Bachan Singh expressly tied this discretion to the bifurcated procedure: the s.235(2) hearing is the stage at which the accused places before the court the mitigating circumstances relating to both the crime and the criminal, and the court must weigh aggravating against mitigating factors before recording "special reasons." The conceptual groundwork had been laid in the dissents and observations of Krishna Iyer, J. in Rajendra Prasad v. State of Uttar Pradesh, (1979) 3 SCC 646, who insisted that special reasons must relate "not to the crime but to the criminal." Bachan Singh accepted that the circumstances of the offender are relevant, but balanced them against the crime — a framework refined in Machhi Singh v. State of Punjab, (1983) 3 SCC 470. The takeaway is that s.235(2) is not a stand-alone courtesy; it is the procedural engine that feeds the substantive "rarest of rare" enquiry.

Sentencing Philosophy: Deterrence, Retribution and Reform

The pre-sentence hearing only makes sense if sentencing is understood as an individualised exercise rather than a mechanical tariff. The leading judicial statement of the reformative ideal is Mohd. Giasuddin v. State of Andhra Pradesh, AIR 1977 SC 1926, (1977) 3 SCC 287, where Krishna Iyer, J. described the sentencing court's task as "reshaping" a person who has slipped into criminality and held that the modern community has a primary stake in the rehabilitation of the offender as a means of social defence.
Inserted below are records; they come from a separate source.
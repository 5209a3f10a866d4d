use std::{
    sync::{
        Arc,
        Mutex,
    },
    time::Duration,
};

use async_trait::async_trait;
use tonic::{
    Code,
    Request,
};
use wiremock::{
    matchers::{method, path, query_param},
    Mock,
    MockServer,
    ResponseTemplate,
};

use rate_service::{
    BoxError,
    adapter::GrinexDepthProvider,
    grinex,
    handler::RatesHandler,
    proto::{
        rates_service_server::RatesService as _,
        GetRatesRequest,
    },
    rate::Rate,
    service::RatesService,
    storage::RatesRepository,
};



/// Keeps every saved rate in memory, optionally failing every save.
#[derive(Default)]
struct Recording {
    rows: Mutex<Vec<Rate>>,
    fail: bool,
}



#[async_trait]
impl RatesRepository for Recording {
    async fn save_rate(&self, rate: &Rate) -> Result<(), BoxError> {
        if self.fail {
            return Err("database is down".into())
        }

        self.rows.lock().unwrap().push(rate.clone());
        Ok(())
    }
}



fn handler(server: &MockServer, storage: Arc<Recording>) -> RatesHandler {
    let client = grinex::Client::new(&server.uri(), Duration::from_secs(5)).unwrap();
    let provider = Arc::new(GrinexDepthProvider::new(client));
    let service = RatesService::new(provider, storage, Duration::from_secs(1));

    RatesHandler::new(Arc::new(service))
}



fn request(market: &str) -> Request<GetRatesRequest> {
    Request::new(GetRatesRequest {
        market: market.to_string(),
    })
}



const USDTRUB_DEPTH: &str = r#"{
    "timestamp": 1700000000,
    "asks": [
        {"price": "100.5", "volume": "10", "amount": "1005", "factor": "0.1", "type": "limit"},
        {"price": "100.7", "volume": "3", "amount": "302.1", "factor": "0.1", "type": "limit"}
    ],
    "bids": [
        {"price": "100.1", "volume": "7", "amount": "700.7", "factor": "0.1", "type": "limit"},
        {"price": "99.9", "volume": "1", "amount": "99.9", "factor": "0.1", "type": "limit"}
    ]
}"#;



#[tokio::test]
async fn test_get_rates_returns_and_persists_best_levels() {
    let server = MockServer::start().await;
    Mock::given(method("GET"))
        .and(path("/api/v2/depth"))
        .and(query_param("market", "usdtrub"))
        .respond_with(ResponseTemplate::new(200).set_body_string(USDTRUB_DEPTH))
        .expect(1)
        .mount(&server)
        .await;

    let storage = Arc::new(Recording::default());
    let response = handler(&server, storage.clone())
        .get_rates(request("usdtrub"))
        .await
        .unwrap()
        .into_inner();

    let rate = response.rate.unwrap();
    assert_eq!(rate.ask_price, "100.5");
    assert_eq!(rate.bid_price, "100.1");
    assert_eq!(rate.timestamp, 1_700_000_000);

    let rows = storage.rows.lock().unwrap();
    assert_eq!(*rows, vec![Rate {
        market: "usdtrub".to_string(),
        ask_price: "100.5".to_string(),
        bid_price: "100.1".to_string(),
        timestamp: 1_700_000_000,
    }]);
}

#[tokio::test]
async fn test_get_rates_empty_market_is_invalid_argument() {
    let server = MockServer::start().await;
    Mock::given(method("GET"))
        .respond_with(ResponseTemplate::new(200).set_body_string(USDTRUB_DEPTH))
        .expect(0)
        .mount(&server)
        .await;

    let storage = Arc::new(Recording::default());
    let status = handler(&server, storage.clone())
        .get_rates(request(""))
        .await
        .unwrap_err();

    assert_eq!(status.code(), Code::InvalidArgument);
    assert!(storage.rows.lock().unwrap().is_empty());
}

#[tokio::test]
async fn test_get_rates_upstream_500_is_internal() {
    let server = MockServer::start().await;
    Mock::given(method("GET"))
        .and(path("/api/v2/depth"))
        .respond_with(ResponseTemplate::new(500).set_body_string("boom"))
        .expect(1)
        .mount(&server)
        .await;

    let storage = Arc::new(Recording::default());
    let status = handler(&server, storage.clone())
        .get_rates(request("usdtrub"))
        .await
        .unwrap_err();

    assert_eq!(status.code(), Code::Internal);
    // Upstream details must not leak to the caller.
    assert!(!status.message().contains("500"));
    assert!(!status.message().contains("boom"));
    assert!(storage.rows.lock().unwrap().is_empty());
}

#[tokio::test]
async fn test_get_rates_incomplete_depth_is_internal() {
    let server = MockServer::start().await;
    Mock::given(method("GET"))
        .and(path("/api/v2/depth"))
        .respond_with(ResponseTemplate::new(200).set_body_string(
            r#"{"timestamp": 1700000000, "asks": [], "bids": [{"price": "1"}]}"#
        ))
        .expect(1)
        .mount(&server)
        .await;

    let storage = Arc::new(Recording::default());
    let status = handler(&server, storage.clone())
        .get_rates(request("usdtrub"))
        .await
        .unwrap_err();

    assert_eq!(status.code(), Code::Internal);
    assert!(storage.rows.lock().unwrap().is_empty());
}

#[tokio::test]
async fn test_get_rates_malformed_body_is_internal() {
    let server = MockServer::start().await;
    Mock::given(method("GET"))
        .respond_with(ResponseTemplate::new(200).set_body_string("<html>maintenance</html>"))
        .expect(1)
        .mount(&server)
        .await;

    let storage = Arc::new(Recording::default());
    let status = handler(&server, storage.clone())
        .get_rates(request("usdtrub"))
        .await
        .unwrap_err();

    assert_eq!(status.code(), Code::Internal);
    assert!(storage.rows.lock().unwrap().is_empty());
}

#[tokio::test]
async fn test_get_rates_storage_failure_still_answers() {
    let server = MockServer::start().await;
    Mock::given(method("GET"))
        .and(path("/api/v2/depth"))
        .respond_with(ResponseTemplate::new(200).set_body_string(USDTRUB_DEPTH))
        .expect(1)
        .mount(&server)
        .await;

    let storage = Arc::new(Recording {
        fail: true,
        ..Recording::default()
    });
    let response = handler(&server, storage.clone())
        .get_rates(request("usdtrub"))
        .await
        .unwrap()
        .into_inner();

    let rate = response.rate.unwrap();
    assert_eq!(rate.ask_price, "100.5");
    assert_eq!(rate.bid_price, "100.1");
    assert_eq!(rate.timestamp, 1_700_000_000);
}

#[tokio::test]
async fn test_get_rates_appends_duplicates() {
    let server = MockServer::start().await;
    Mock::given(method("GET"))
        .and(path("/api/v2/depth"))
        .respond_with(ResponseTemplate::new(200).set_body_string(USDTRUB_DEPTH))
        .expect(2)
        .mount(&server)
        .await;

    let storage = Arc::new(Recording::default());
    let h = handler(&server, storage.clone());
    h.get_rates(request("usdtrub")).await.unwrap();
    h.get_rates(request("usdtrub")).await.unwrap();

    let rows = storage.rows.lock().unwrap();
    assert_eq!(rows.len(), 2);
    assert_eq!(rows[0], rows[1]);
}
The Court reduced a sentence and gave directions oriented towards the offender's moral and social rehabilitation.

Indian sentencing therefore blends three classical theories — deterrence, retribution and reform — with the proportionality principle. Courts have repeatedly lamented the absence of structured sentencing guidelines and warned against both excessive leniency and mechanical harshness; in State of Punjab v. Prem Sagar, (2008) 7 SCC 550, the Court noted that India lacks comprehensive statutory sentencing guidelines and that judges must therefore exercise a principled, reasoned discretion. The s.235(2) hearing is the procedural moment where these competing philosophies are confronted with the facts of the individual offender, which is precisely why a perfunctory hearing defeats the statutory purpose.

The Section 360 Exception: Probation and Admonition

Section 235(2) opens with the words "unless it proceeds in accordance with the provisions of section 360." Section 360 CrPC empowers the court, in defined circumstances, to release certain offenders on probation of good conduct or after due admonition instead of sentencing them to imprisonment. The provision operates alongside the Probation of Offenders Act, 1958, which is the more comprehensive and generally prevailing scheme wherever it has been brought into force. Where the court takes this route, the conventional pre-sentence hearing is replaced by the probation enquiry, which itself requires the court to consider the offender's age, character, antecedents and the circumstances of the offence — frequently with the assistance of a probation officer's report.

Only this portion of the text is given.